Source data:
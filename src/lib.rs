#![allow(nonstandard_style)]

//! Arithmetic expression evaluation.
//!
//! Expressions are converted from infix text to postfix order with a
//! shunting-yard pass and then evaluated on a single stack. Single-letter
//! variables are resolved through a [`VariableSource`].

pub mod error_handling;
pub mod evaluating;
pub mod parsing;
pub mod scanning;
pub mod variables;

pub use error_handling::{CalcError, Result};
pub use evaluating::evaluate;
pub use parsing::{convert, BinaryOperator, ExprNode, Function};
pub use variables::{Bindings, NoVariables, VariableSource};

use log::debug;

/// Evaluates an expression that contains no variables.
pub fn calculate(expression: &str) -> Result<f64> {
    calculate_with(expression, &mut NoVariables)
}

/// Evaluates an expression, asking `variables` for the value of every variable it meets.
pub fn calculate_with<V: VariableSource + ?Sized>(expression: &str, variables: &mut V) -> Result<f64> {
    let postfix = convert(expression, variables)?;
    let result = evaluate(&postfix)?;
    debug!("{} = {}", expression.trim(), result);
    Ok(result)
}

--

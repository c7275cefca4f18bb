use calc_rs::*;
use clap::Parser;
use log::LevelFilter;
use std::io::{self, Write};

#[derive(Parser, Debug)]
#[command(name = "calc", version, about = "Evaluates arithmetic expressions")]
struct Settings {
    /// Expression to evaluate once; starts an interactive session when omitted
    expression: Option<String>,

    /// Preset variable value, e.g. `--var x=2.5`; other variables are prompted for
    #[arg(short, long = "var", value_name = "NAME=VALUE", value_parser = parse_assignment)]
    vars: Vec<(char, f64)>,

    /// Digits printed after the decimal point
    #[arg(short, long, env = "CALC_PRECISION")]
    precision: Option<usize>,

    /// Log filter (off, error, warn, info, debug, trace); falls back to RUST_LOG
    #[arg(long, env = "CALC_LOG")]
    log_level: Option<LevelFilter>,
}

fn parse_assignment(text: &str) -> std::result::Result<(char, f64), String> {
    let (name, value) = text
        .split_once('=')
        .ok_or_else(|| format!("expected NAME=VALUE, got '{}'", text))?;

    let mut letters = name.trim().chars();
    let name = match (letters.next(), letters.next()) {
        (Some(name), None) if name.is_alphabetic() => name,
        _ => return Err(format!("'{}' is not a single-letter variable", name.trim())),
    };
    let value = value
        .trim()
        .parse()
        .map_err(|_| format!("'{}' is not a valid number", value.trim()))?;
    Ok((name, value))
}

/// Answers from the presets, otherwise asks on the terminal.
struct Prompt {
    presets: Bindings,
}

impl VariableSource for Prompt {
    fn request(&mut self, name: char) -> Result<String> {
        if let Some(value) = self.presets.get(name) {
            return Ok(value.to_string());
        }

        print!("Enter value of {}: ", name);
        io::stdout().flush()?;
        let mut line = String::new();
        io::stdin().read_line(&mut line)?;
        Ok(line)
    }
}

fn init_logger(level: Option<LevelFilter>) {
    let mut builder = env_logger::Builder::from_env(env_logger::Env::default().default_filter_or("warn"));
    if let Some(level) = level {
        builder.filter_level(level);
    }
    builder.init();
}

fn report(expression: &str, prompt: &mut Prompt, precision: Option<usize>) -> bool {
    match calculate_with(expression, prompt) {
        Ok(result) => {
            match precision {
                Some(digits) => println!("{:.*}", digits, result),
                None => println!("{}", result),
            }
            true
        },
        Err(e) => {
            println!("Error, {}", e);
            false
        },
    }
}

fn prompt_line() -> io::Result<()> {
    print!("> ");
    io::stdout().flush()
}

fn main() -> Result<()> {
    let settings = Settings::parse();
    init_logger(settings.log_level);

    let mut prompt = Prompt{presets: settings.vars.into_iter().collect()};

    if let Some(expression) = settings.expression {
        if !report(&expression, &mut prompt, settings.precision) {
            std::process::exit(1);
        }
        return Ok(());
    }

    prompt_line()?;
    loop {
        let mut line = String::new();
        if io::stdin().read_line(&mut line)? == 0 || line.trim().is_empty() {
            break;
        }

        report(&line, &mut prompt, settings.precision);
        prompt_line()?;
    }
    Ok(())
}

_Task brief:_ From the data above, copy out every line with the string "NoVariables" in it.

_Solution for this problem:_
pub use variables::{Bindings, NoVariables, VariableSource};
    calculate_with(expression, &mut NoVariables)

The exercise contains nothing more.